Sole life-sentenced female political prisoner in Iran has coronavirus: watchdog

ERBIL, Kurdistan Region — Kurdish political prisoner Zeinab Jalalian is being refused adequate medical treatment for COVID-19 at a Tehran prison despite being in critical condition, her father told a human rights watchdog on Sunday.

Jalalian, who is Iran’s only female political prisoner sentenced to life behind bars, claims that authorities are preventing her transfer to a hospital outside of Qarchak prison, south east of Tehran.

“On Tuesday June 2, Zeinab Jalalian was taken to the medical facility at the prison, and after medical examinations and carrying out tests, she was diagnosed with COVID-19,” Ali Jalalian, her father told Kurdistan Human Rights Network, a Paris-based NGO that monitors human rights violations in the Kurdish areas of western Iran.

In a telephone call, Jalalian told her family on Saturday that she is being quarantined at the prison in a separate room with several other inmates infected with the virus. They say she reports experiencing a high fever and shortness of breath.

The novel coronavirus has ravaged Iran since mid-February, becoming the virus’ epicenter in the region. According to health ministry spokesman Kianush Jahanpour, 8,291 people have died as a result of virus-related complications in the country as of Sunday lunchtime, with 171,789 total cases nationwide. 

Iranian authorities have furloughed over 100,000 prisoners to mitigate the spread of the virus in overcrowded prisons, but refused the release of most political prisoners, including Jalalian and a host of other female political prisoners including lawyers and activists, in the deal. 

The political prisoner was born in the village of Dem Gheshlaq in Iran’s western Azerbaijan province. She had been involved in cultural and women rights activities in Kurdish areas of both Iran and Iraq.

The activist was detained in 2008, when four officers “violently kicked her and removed her from the bus” that she was travelling in between Kermanshah and Sanandaj.

She was reportedly tortured at the detention facility of the Ministry of Intelligence after refusing to confess to Kurdistan Free Life Party (PJAK) membership and beg for forgiveness on camera. Initially sentenced to death by the revolutionary court in Kermanshah for “enmity against God” in 2008, her sentence was reduced to life imprisonment in 2011 by the court of appeal.

One source who spoke to the UN Working Group on Arbitrary Detention in 2016 stated that “although Ms. Jalalian’s activism and activities were supported by the PJAK, there is no evidence that she was ever involved, either directly or indirectly, in PJAK’s armed militant wing.”

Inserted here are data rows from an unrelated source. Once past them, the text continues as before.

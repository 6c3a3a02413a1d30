//! Interactive browser login
//!
//! 1. Generate a PKCE authorization URL
//! 2. Open the user's browser on it
//! 3. Wait for the redirect on the local callback server
//! 4. Exchange the code and write the token file

use std::time::Duration;

use anyhow::{Context, Result};
use tracing::{info, warn};

use cloudmirror_core::ports::Tokens;

use crate::callback::LocalCallbackServer;
use crate::pkce::PKCEFlow;
use crate::provider::OAuth2Config;
use crate::token_store::TokenFile;

/// How long to wait for the user to finish in the browser
const LOGIN_TIMEOUT: Duration = Duration::from_secs(300);

/// Runs the full login flow for one provider
pub struct InteractiveLogin {
    config: OAuth2Config,
}

impl InteractiveLogin {
    pub fn new(config: OAuth2Config) -> Self {
        Self { config }
    }

    pub fn config(&self) -> &OAuth2Config {
        &self.config
    }

    /// Performs the login and persists the tokens to `store`
    pub async fn login(&self, store: &TokenFile) -> Result<Tokens> {
        info!(provider = %self.config.provider, "Starting OAuth2 PKCE login flow");

        let flow = PKCEFlow::new(&self.config)?;
        let request = flow.generate_auth_url();

        // Bind before opening the browser so the redirect cannot race us.
        let server = LocalCallbackServer::bind(&self.config.redirect_uri).await?;

        if let Err(e) = webbrowser::open(&request.url) {
            warn!(error = %e, "Failed to open browser");
        }
        eprintln!(
            "Open this URL to sign in to {}:\n\n  {}\n",
            self.config.provider, request.url
        );

        let code = tokio::time::timeout(
            LOGIN_TIMEOUT,
            server.wait_for_code(request.csrf_token.secret()),
        )
        .await
        .context("Timed out waiting for the browser login")??;

        let tokens = flow.exchange_code(code, request.pkce_verifier).await?;
        store
            .save(&tokens)
            .with_context(|| format!("Failed to save tokens to {}", store.path().display()))?;

        if tokens.refresh_token.is_none() {
            warn!(provider = %self.config.provider, "No refresh token issued; login will be needed again when the token expires");
        }
        info!(provider = %self.config.provider, "OAuth2 PKCE login completed successfully");
        Ok(tokens)
    }
}
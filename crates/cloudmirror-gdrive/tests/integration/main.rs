//! Integration tests for the Google Drive destination store

mod common;
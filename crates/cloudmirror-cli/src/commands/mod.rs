//! Subcommand implementations

pub mod auth;
pub mod config;
pub mod sync;

use std::path::Path;

use anyhow::{bail, Context, Result};
use clap::ValueEnum;

use cloudmirror_auth::{OAuth2Config, TokenFile};
use cloudmirror_core::config::Config;

/// Which end of the mirror a command applies to
#[derive(Debug, Clone, Copy, PartialEq, Eq, ValueEnum)]
pub enum Side {
    /// The OneDrive source
    Source,
    /// The Google Drive destination
    Destination,
}

impl Side {
    pub fn oauth_config(self, config: &Config) -> OAuth2Config {
        match self {
            Side::Source => OAuth2Config::for_source(&config.source),
            Side::Destination => OAuth2Config::for_destination(&config.destination),
        }
    }

    pub fn token_file(self, config: &Config) -> TokenFile {
        match self {
            Side::Source => TokenFile::new(&config.source.token_file),
            Side::Destination => TokenFile::new(&config.destination.token_file),
        }
    }
}

/// Loads the config file, failing with a hint when it does not exist yet
pub fn load_config(path: &Path) -> Result<Config> {
    if !path.exists() {
        bail!(
            "No configuration at {}. Run 'cloudmirror config init' to create one.",
            path.display()
        );
    }
    Config::load(path).with_context(|| format!("Failed to load {}", path.display()))
}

Spending the majority of her sentence at Khoy prison, Jalalian was unexpectedly moved to Qarchak prison on April 29 without any explanation. Her father believes the authorities are planning on launching another case against her.

The continued detention of Jalalian comes four years after the UN Working Group on Arbitrary Detention ordered Iran to release Jalalian and provide compensation for her unjust detention.

“Taking into account all the circumstances of the case, especially the risk of irreparable harm to Ms. Jalalian’s health and physical integrity, the Working Group considers that the adequate remedy would be to release Ms. Jalalian immediately, and accord her an enforceable right to compensation in accordance with article 9, paragraph 5 of the ICCPR,” The UN group said referring to the International Covenant on Civil and Political Rights to which Iran is a party.

PJAK is an Iranian Kurdish armed opposition group. While generally considered the Iranian wing of the PKK, the organization claims they are merely linked by a shared ideology.